I first saw John Wooden at court side in 1963.  My neighbors had an extra ticket for the L.A. Basketball Classic, an invitational college basketball tourney hosted jointly by USC and UCLA, which at the time shared the L.A. Sports Arena as their home court (until two years later when UCLA opened Pauley Pavilion on campus).

They said, "We're going to see Michigan with Cazzy Russel."  "Who they playing?" I asked. "UCLA."  It was the semi-finals.  As a football honk, I paid scant attention to anything basketball but the Lakers and knew nothing about UCLA.

That night I fell in love with college basketball, UCLA, and Coach John Wooden.

They were surgeons. They were artists.  The were mechanics. They took Michigan apart like they were junking a beat up old car.  Michigan, who had been the consensual favorite to win the national championship.  It was UCLA's third win on their way to a 30-0 record (one of Wooden's 4 undefeated teams in his career) and their 1st NCAA National Championship.  During his tenure, UCLA would win 9 more.

Ten national championships, seven in a row!  Now team in college history, nor the legendary coaches, gets close to that.  And this was back in the day when you had to WIN your conference to get in.  No 2nd place teams or third place teams.  In 1963 only 22 teams were invited to the tournament.
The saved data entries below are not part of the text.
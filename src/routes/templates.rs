//! Template verification routes

use crate::error::GovResult;
use crate::templates::{load_catalog, verify_catalog_parallel, Manifest, VerificationReport};
use crate::state::SharedState;
use axum::{
    extract::{Query, State},
    Json,
};
use serde::{Deserialize, Serialize};
use std::sync::Arc;

#[derive(Debug, Default, Deserialize)]
pub struct VerifyQuery {
    #[serde(default)]
    pub strict: bool,
}

#[derive(Debug, Serialize)]
#[serde(rename_all = "camelCase")]
pub struct VerifyResponse {
    pub success: bool,
    pub manifest_found: bool,
    pub report: VerificationReport,
}

pub async fn verify_templates(
    State(state): State<SharedState>,
    Query(query): Query<VerifyQuery>,
) -> GovResult<Json<VerifyResponse>> {
    let config = &state.settings.templates;
    let manifest = Manifest::load(&config.manifest_path)?;
    let manifest_found = manifest.is_some();
    let registry = load_catalog(&config.catalog_dir)?;

    let report = verify_catalog_parallel(
        Arc::new(manifest.unwrap_or_default()),
        Arc::new(registry),
        Arc::new(config.forbidden_capabilities.clone()),
    )
    .await?;

    Ok(Json(VerifyResponse {
        success: report.success(query.strict),
        manifest_found,
        report,
    }))
}
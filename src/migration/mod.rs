//! Ordinal schema migrations
//!
//! Ledger discovery and validation, hygiene-checked application through a
//! [`SchemaChannel`], and repository/database parity checks.

pub mod apply;
pub mod channel;
pub mod health;
pub mod ledger;

pub use apply::{apply_migration, check_hygiene, ApplyOutcome, MigrationPlan};
pub use channel::{ensure_database, recreate_database, MemoryChannel, SchemaChannel};
pub use health::{check_health, SchemaHealth};
pub use ledger::{repo_head_ordinal, LedgerOptions, MigrationLedger, MigrationRecord};
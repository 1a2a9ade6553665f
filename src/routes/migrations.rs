//! Migration ledger routes

use crate::error::GovResult;
use crate::migration::{LedgerOptions, MigrationLedger, MigrationPlan, MigrationRecord, SchemaChannel};
use crate::state::SharedState;
use axum::{extract::State, Json};
use serde::Serialize;

#[derive(Debug, Serialize)]
#[serde(rename_all = "camelCase")]
pub struct MigrationsResponse {
    pub success: bool,
    pub database: String,
    pub head_ordinal: u32,
    pub current_ordinal: u32,
    pub migrations: Vec<MigrationRecord>,
    pub pending: Vec<MigrationRecord>,
}

/// Validated ledger plus what the database still lacks
pub async fn list_migrations(State(state): State<SharedState>) -> GovResult<Json<MigrationsResponse>> {
    let config = &state.settings.migrations;
    let ledger = MigrationLedger::discover(
        &config.dir,
        LedgerOptions {
            allow_gaps: config.allow_gaps,
        },
    )?;
    let current_ordinal = state.channel.current_ordinal(&config.database).await?;
    let plan = MigrationPlan::build(&ledger, current_ordinal, None);

    Ok(Json(MigrationsResponse {
        success: true,
        database: config.database.clone(),
        head_ordinal: ledger.head_ordinal(),
        current_ordinal,
        migrations: ledger.records,
        pending: plan.pending,
    }))
}
//! Commit/hold verdicts from per-run artifacts
//!
//! Each run-prefix directory holds at most one governance summary, replay
//! verdict and capsule manifest. Absent artifacts become `null` fields.

use super::lenient::{self, scalar_string};
use crate::error::GovResult;
use serde::{Deserialize, Serialize};
use serde_json::Value;
use std::fmt;
use std::fs;
use std::path::{Path, PathBuf};
use tracing::debug;

pub const CONTRACT_VERSION: &str = "v1";
pub const COMMIT_PREFIX: &str = "commit";
pub const HOLD_PREFIX: &str = "hold";

const GOVERNANCE_SUFFIX: &str = "_governance_summary.json";
const REPLAY_SUFFIX: &str = "_replay_verify_verdict.json";
const CAPSULE_SUFFIX: &str = "_run_capsule_manifest.json";

/// Outcome reported by the governance step of a pipeline run
#[derive(Debug, Clone, PartialEq, Eq, Serialize, Deserialize)]
#[serde(from = "String", into = "String")]
pub enum GovernanceStatus {
    Staged,
    Hold,
    Error,
    /// Anything else, kept verbatim
    Other(String),
}

impl From<String> for GovernanceStatus {
    fn from(value: String) -> Self {
        match value.as_str() {
            "STAGED" => GovernanceStatus::Staged,
            "HOLD" => GovernanceStatus::Hold,
            "ERROR" => GovernanceStatus::Error,
            _ => GovernanceStatus::Other(value),
        }
    }
}

impl From<GovernanceStatus> for String {
    fn from(value: GovernanceStatus) -> Self {
        value.to_string()
    }
}

impl fmt::Display for GovernanceStatus {
    fn fmt(&self, f: &mut fmt::Formatter<'_>) -> fmt::Result {
        match self {
            GovernanceStatus::Staged => f.write_str("STAGED"),
            GovernanceStatus::Hold => f.write_str("HOLD"),
            GovernanceStatus::Error => f.write_str("ERROR"),
            GovernanceStatus::Other(s) => f.write_str(s),
        }
    }
}

/// Replay verification verdict
#[derive(Debug, Clone, PartialEq, Eq, Serialize, Deserialize)]
#[serde(from = "String", into = "String")]
pub enum ReplayStatus {
    Pass,
    Fail,
    Other(String),
}

impl From<String> for ReplayStatus {
    fn from(value: String) -> Self {
        match value.as_str() {
            "PASS" => ReplayStatus::Pass,
            "FAIL" => ReplayStatus::Fail,
            _ => ReplayStatus::Other(value),
        }
    }
}

impl From<ReplayStatus> for String {
    fn from(value: ReplayStatus) -> Self {
        value.to_string()
    }
}

impl fmt::Display for ReplayStatus {
    fn fmt(&self, f: &mut fmt::Formatter<'_>) -> fmt::Result {
        match self {
            ReplayStatus::Pass => f.write_str("PASS"),
            ReplayStatus::Fail => f.write_str("FAIL"),
            ReplayStatus::Other(s) => f.write_str(s),
        }
    }
}

/// Fields pulled out of one run-prefix directory
#[derive(Debug, Clone, Default, PartialEq)]
pub struct GateObservation {
    pub status: Option<GovernanceStatus>,
    pub hold_code: Option<String>,
    pub capsule_id: Option<String>,
    pub replay_status: Option<ReplayStatus>,
    pub duration_ms: Option<Value>,
}

#[derive(Debug, Clone, Default, PartialEq, Serialize, Deserialize)]
#[serde(default)]
pub struct CommitGate {
    #[serde(deserialize_with = "lenient::flag")]
    pub pass: bool,
    #[serde(deserialize_with = "lenient::scalar")]
    pub governance_status: Option<GovernanceStatus>,
    #[serde(deserialize_with = "lenient::scalar")]
    pub capsule_id: Option<String>,
    #[serde(deserialize_with = "lenient::scalar")]
    pub replay_status: Option<ReplayStatus>,
    pub duration_ms: Option<Value>,
}

#[derive(Debug, Clone, PartialEq, Eq, Serialize, Deserialize)]
pub struct HoldCodeCount {
    pub hold_code: String,
    pub count: u32,
}

#[derive(Debug, Clone, Default, PartialEq, Serialize, Deserialize)]
#[serde(default)]
pub struct HoldGate {
    #[serde(deserialize_with = "lenient::flag")]
    pub pass: bool,
    #[serde(deserialize_with = "lenient::scalar")]
    pub governance_status: Option<GovernanceStatus>,
    #[serde(deserialize_with = "lenient::scalar")]
    pub hold_code: Option<String>,
    #[serde(deserialize_with = "lenient::scalar")]
    pub capsule_id: Option<String>,
    pub duration_ms: Option<Value>,
    #[serde(deserialize_with = "lenient::record_list")]
    pub hold_code_distribution: Vec<HoldCodeCount>,
}

/// Every field is optional when read back; malformed fields read as empty
#[derive(Debug, Clone, Default, PartialEq, Serialize, Deserialize)]
#[serde(default)]
pub struct TrustGateSummary {
    #[serde(deserialize_with = "lenient::scalar_or_empty")]
    pub contract_version: String,
    #[serde(deserialize_with = "lenient::scalar")]
    pub bundle_root: Option<String>,
    #[serde(deserialize_with = "lenient::scalar_list")]
    pub run_prefixes: Vec<String>,
    #[serde(deserialize_with = "lenient::scalar")]
    pub timestamp_utc: Option<String>,
    #[serde(deserialize_with = "lenient::scalar")]
    pub git_sha: Option<String>,
    #[serde(deserialize_with = "lenient::record")]
    pub commit_gate: CommitGate,
    #[serde(deserialize_with = "lenient::record")]
    pub hold_gate: HoldGate,
}

/// CI run identity stamped into a summary
#[derive(Debug, Clone, Default, PartialEq, Eq)]
pub struct RunContext {
    pub timestamp_utc: Option<String>,
    pub git_sha: Option<String>,
}

impl RunContext {
    pub fn from_env() -> Self {
        Self {
            timestamp_utc: std::env::var("GITHUB_RUN_CREATED_AT").ok(),
            git_sha: std::env::var("GITHUB_SHA").ok(),
        }
    }
}

fn first_with_suffix(dir: &Path, suffix: &str) -> GovResult<Option<PathBuf>> {
    if !dir.is_dir() {
        return Ok(None);
    }
    let mut matches: Vec<PathBuf> = Vec::new();
    for entry in fs::read_dir(dir)? {
        let path = entry?.path();
        let named = path
            .file_name()
            .and_then(|n| n.to_str())
            .is_some_and(|n| n.ends_with(suffix));
        if named && path.is_file() {
            matches.push(path);
        }
    }
    matches.sort();
    Ok(matches.into_iter().next())
}

fn read_artifact(dir: &Path, suffix: &str) -> GovResult<Option<Value>> {
    match first_with_suffix(dir, suffix)? {
        Some(path) => {
            debug!("Reading artifact {}", path.display());
            Ok(Some(serde_json::from_str(&fs::read_to_string(path)?)?))
        }
        None => Ok(None),
    }
}

/// Read the three artifacts of one run-prefix directory
pub fn load_gate_dir(dir: &Path) -> GovResult<GateObservation> {
    let governance = read_artifact(dir, GOVERNANCE_SUFFIX)?;
    let replay = read_artifact(dir, REPLAY_SUFFIX)?;
    let capsule = read_artifact(dir, CAPSULE_SUFFIX)?;

    let field = |doc: &Option<Value>, key: &str| doc.as_ref().and_then(|d| d.get(key)).cloned();

    Ok(GateObservation {
        status: scalar_string(field(&governance, "status").as_ref()).map(GovernanceStatus::from),
        hold_code: scalar_string(field(&governance, "hold_code").as_ref()),
        capsule_id: scalar_string(field(&capsule, "capsule_id").as_ref()),
        replay_status: scalar_string(field(&replay, "status").as_ref()).map(ReplayStatus::from),
        duration_ms: field(&governance, "duration_ms").filter(|v| !v.is_null()),
    })
}

impl CommitGate {
    /// STAGED, a capsule was produced, and replay verified it
    pub fn evaluate(obs: GateObservation) -> Self {
        let pass = obs.status == Some(GovernanceStatus::Staged)
            && obs.capsule_id.as_deref().is_some_and(|c| !c.is_empty())
            && obs.replay_status == Some(ReplayStatus::Pass);
        Self {
            pass,
            governance_status: obs.status,
            capsule_id: obs.capsule_id,
            replay_status: obs.replay_status,
            duration_ms: obs.duration_ms,
        }
    }
}

impl HoldGate {
    /// HOLD, no capsule, and an explicit reason code
    pub fn evaluate(obs: GateObservation) -> Self {
        let pass = obs.status == Some(GovernanceStatus::Hold)
            && obs.capsule_id.is_none()
            && obs.hold_code.is_some();
        let hold_code_distribution = obs
            .hold_code
            .iter()
            .map(|code| HoldCodeCount {
                hold_code: code.clone(),
                count: 1,
            })
            .collect();
        Self {
            pass,
            governance_status: obs.status,
            hold_code: obs.hold_code,
            capsule_id: obs.capsule_id,
            duration_ms: obs.duration_ms,
            hold_code_distribution,
        }
    }
}

/// Build the summary for a bundle with `commit/` and `hold/` run directories
pub fn build_summary(root: &Path, context: RunContext) -> GovResult<TrustGateSummary> {
    let commit = load_gate_dir(&root.join(COMMIT_PREFIX))?;
    let hold = load_gate_dir(&root.join(HOLD_PREFIX))?;

    Ok(TrustGateSummary {
        contract_version: CONTRACT_VERSION.to_string(),
        bundle_root: Some(root.display().to_string()),
        run_prefixes: vec![COMMIT_PREFIX.to_string(), HOLD_PREFIX.to_string()],
        timestamp_utc: context.timestamp_utc,
        git_sha: context.git_sha,
        commit_gate: CommitGate::evaluate(commit),
        hold_gate: HoldGate::evaluate(hold),
    })
}

pub(crate) fn show<T: fmt::Display>(value: &Option<T>) -> String {
    value
        .as_ref()
        .map(|v| v.to_string())
        .unwrap_or_else(|| "null".to_string())
}

fn verdict(pass: bool) -> &'static str {
    if pass {
        "PASS"
    } else {
        "FAIL"
    }
}

/// Operator-facing header plus one line per gate
pub fn build_summary_lines(summary: &TrustGateSummary) -> Vec<String> {
    let commit = &summary.commit_gate;
    let hold = &summary.hold_gate;
    vec![
        "## Trust Gate Summary".to_string(),
        format!(
            "- COMMIT gate: {} | capsule_id={} | replay={} | ms={}",
            verdict(commit.pass),
            show(&commit.capsule_id),
            show(&commit.replay_status),
            show(&commit.duration_ms)
        ),
        format!(
            "- HOLD gate: {} | hold_code={} | capsule_id={} | ms={}",
            verdict(hold.pass),
            show(&hold.hold_code),
            show(&hold.capsule_id),
            show(&hold.duration_ms)
        ),
    ]
}

#[cfg(test)]
pub(crate) mod fixtures {
    use super::*;
    use serde_json::json;

    pub fn write(dir: &Path, name: &str, value: Value) {
        fs::create_dir_all(dir).unwrap();
        fs::write(dir.join(name), value.to_string()).unwrap();
    }

    /// A bundle where both gates pass
    pub fn healthy_bundle(root: &Path) {
        let commit = root.join(COMMIT_PREFIX);
        write(&commit, "run1_governance_summary.json", json!({"status": "STAGED", "duration_ms": 1200}));
        write(&commit, "run1_replay_verify_verdict.json", json!({"status": "PASS"}));
        write(&commit, "run1_run_capsule_manifest.json", json!({"capsule_id": "cap-001"}));

        let hold = root.join(HOLD_PREFIX);
        write(&hold, "run2_governance_summary.json", json!({"status": "HOLD", "hold_code": "LOW_EVIDENCE", "duration_ms": 800}));
    }
}

#[cfg(test)]
mod tests {
    use super::fixtures::{healthy_bundle, write};
    use super::*;
    use pretty_assertions::assert_eq;
    use serde_json::json;
    use tempfile::TempDir;

    #[test]
    fn test_healthy_bundle_passes_both_gates() {
        let dir = TempDir::new().unwrap();
        healthy_bundle(dir.path());

        let summary = build_summary(dir.path(), RunContext::default()).unwrap();
        assert!(summary.commit_gate.pass);
        assert!(summary.hold_gate.pass);
        assert_eq!(summary.commit_gate.capsule_id.as_deref(), Some("cap-001"));
        assert_eq!(
            summary.hold_gate.hold_code_distribution,
            vec![HoldCodeCount {
                hold_code: "LOW_EVIDENCE".to_string(),
                count: 1
            }]
        );
        assert_eq!(summary.run_prefixes, vec!["commit", "hold"]);
    }

    #[test]
    fn test_missing_artifacts_are_null_not_errors() {
        let dir = TempDir::new().unwrap();
        let summary = build_summary(dir.path(), RunContext::default()).unwrap();
        assert!(!summary.commit_gate.pass);
        assert!(!summary.hold_gate.pass);
        assert_eq!(summary.commit_gate.governance_status, None);
        assert!(summary.hold_gate.hold_code_distribution.is_empty());
    }

    #[test]
    fn test_commit_fails_without_replay_pass() {
        let dir = TempDir::new().unwrap();
        healthy_bundle(dir.path());
        write(
            &dir.path().join(COMMIT_PREFIX),
            "run1_replay_verify_verdict.json",
            json!({"status": "FAIL"}),
        );
        let summary = build_summary(dir.path(), RunContext::default()).unwrap();
        assert!(!summary.commit_gate.pass);
        assert_eq!(summary.commit_gate.replay_status, Some(ReplayStatus::Fail));
    }

    #[test]
    fn test_hold_with_capsule_fails() {
        let dir = TempDir::new().unwrap();
        healthy_bundle(dir.path());
        write(
            &dir.path().join(HOLD_PREFIX),
            "run2_run_capsule_manifest.json",
            json!({"capsule_id": "cap-leak"}),
        );
        let summary = build_summary(dir.path(), RunContext::default()).unwrap();
        assert!(!summary.hold_gate.pass);
    }

    #[test]
    fn test_unknown_status_is_kept_verbatim() {
        let status: GovernanceStatus = serde_json::from_value(json!("QUARANTINED")).unwrap();
        assert_eq!(status, GovernanceStatus::Other("QUARANTINED".to_string()));
        assert_eq!(serde_json::to_value(&status).unwrap(), json!("QUARANTINED"));
    }

    #[test]
    fn test_summary_lines() {
        let dir = TempDir::new().unwrap();
        healthy_bundle(dir.path());
        let summary = build_summary(
            dir.path(),
            RunContext {
                timestamp_utc: None,
                git_sha: Some("abc123".to_string()),
            },
        )
        .unwrap();
        assert_eq!(summary.git_sha.as_deref(), Some("abc123"));
        let lines = build_summary_lines(&summary);
        assert_eq!(lines.len(), 3);
        assert_eq!(
            lines[1],
            "- COMMIT gate: PASS | capsule_id=cap-001 | replay=PASS | ms=1200"
        );
        assert_eq!(
            lines[2],
            "- HOLD gate: PASS | hold_code=LOW_EVIDENCE | capsule_id=null | ms=800"
        );
    }

    #[test]
    fn test_summary_round_trips_through_json() {
        let dir = TempDir::new().unwrap();
        healthy_bundle(dir.path());
        let summary = build_summary(dir.path(), RunContext::default()).unwrap();
        let text = serde_json::to_string(&summary).unwrap();
        let back: TrustGateSummary = serde_json::from_str(&text).unwrap();
        assert_eq!(back, summary);
    }

    #[test]
    fn test_foreign_summary_fields_read_as_empty() {
        let summary: TrustGateSummary = serde_json::from_value(json!({
            "contract_version": 1,
            "commit_gate": "broken",
            "hold_gate": {
                "pass": "yes",
                "governance_status": "HOLD",
                "hold_code_distribution": [{"hold_code": "A", "count": 2}, {"count": "x"}]
            },
            "git_sha": null
        }))
        .unwrap();

        assert_eq!(summary.contract_version, "1");
        assert_eq!(summary.commit_gate, CommitGate::default());
        assert!(!summary.hold_gate.pass);
        assert_eq!(summary.hold_gate.governance_status, Some(GovernanceStatus::Hold));
        assert_eq!(summary.hold_gate.hold_code_distribution.len(), 1);
        assert_eq!(summary.git_sha, None);
    }
}
//! Schema lint routes

use crate::error::{validation_error, GovResult};
use crate::schema::{AdditiveLinter, CapabilitySnapshot, LintReport, RedeclarationPlan};
use crate::state::SharedState;
use axum::{extract::State, Json};
use serde::{Deserialize, Serialize};
use tracing::{info, warn};
use validator::Validate;

#[derive(Debug, Deserialize, Validate)]
#[serde(rename_all = "camelCase")]
pub struct LintRequest {
    /// Baseline schema text; empty means no baseline
    #[serde(default)]
    #[validate(length(max = 4194304, message = "Baseline schema is too large"))]
    pub old_schema: String,
    #[validate(length(min = 1, max = 4194304, message = "New schema is required"))]
    pub new_schema: String,
    #[serde(default)]
    pub plan_redeclarations: bool,
}

#[derive(Debug, Serialize)]
#[serde(rename_all = "camelCase")]
pub struct LintResponse {
    pub success: bool,
    pub report: LintReport,
    #[serde(skip_serializing_if = "Option::is_none")]
    pub checksum: Option<String>,
    #[serde(skip_serializing_if = "Option::is_none")]
    pub redeclarations: Option<RedeclarationPlan>,
}

/// Lint a proposed schema against a baseline
pub async fn lint_schema(
    State(state): State<SharedState>,
    Json(payload): Json<LintRequest>,
) -> GovResult<Json<LintResponse>> {
    payload.validate().map_err(|e| validation_error(e.to_string()))?;

    let overrides = &state.settings.overrides;
    if overrides.requested() && !overrides.allowed() {
        warn!("ALLOW_DESTRUCTIVE_SCHEMA ignored outside the dev environment");
    }

    let report = AdditiveLinter::lint_texts(&payload.old_schema, &payload.new_schema, overrides.allowed())?;
    info!(
        violations = report.violations.len(),
        bypassed = report.bypassed,
        "Schema lint finished"
    );

    // only a parseable new schema has a checksum or a plan
    let snapshot = CapabilitySnapshot::extract(&payload.new_schema).ok();
    let redeclarations = snapshot
        .as_ref()
        .filter(|_| payload.plan_redeclarations)
        .map(RedeclarationPlan::build);

    Ok(Json(LintResponse {
        success: !report.has_errors,
        checksum: snapshot.map(|s| s.checksum()),
        redeclarations,
        report,
    }))
}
In 1975 it settled at 32 for a while, and it wasn't until 1985 you get 64 like we have had up to last year.  You had to be the best in your conference to even get a bid.

Wooden was a gentleman.  I had the pleasure and privilege of hearing him speak on many occasions, and the honor of speaking to him a couple of times.  He was soft spoken, with a glint in his eyes, a ready smile and a lovely sense of humor.  Unlike the other coaches of his era who would scream and turn apoplectic, shout obscenities, rail at the officials, Wooden would sit quietly in his seat, a rolled up program in one hand, and the harshest thing I ever heard him say at court side, as his team was getting physically handled by a bigger Oregon team, and the refs weren't making calls, was him saying in a loud voice to the ref, "This isn't the pro game!  These aren't pros!"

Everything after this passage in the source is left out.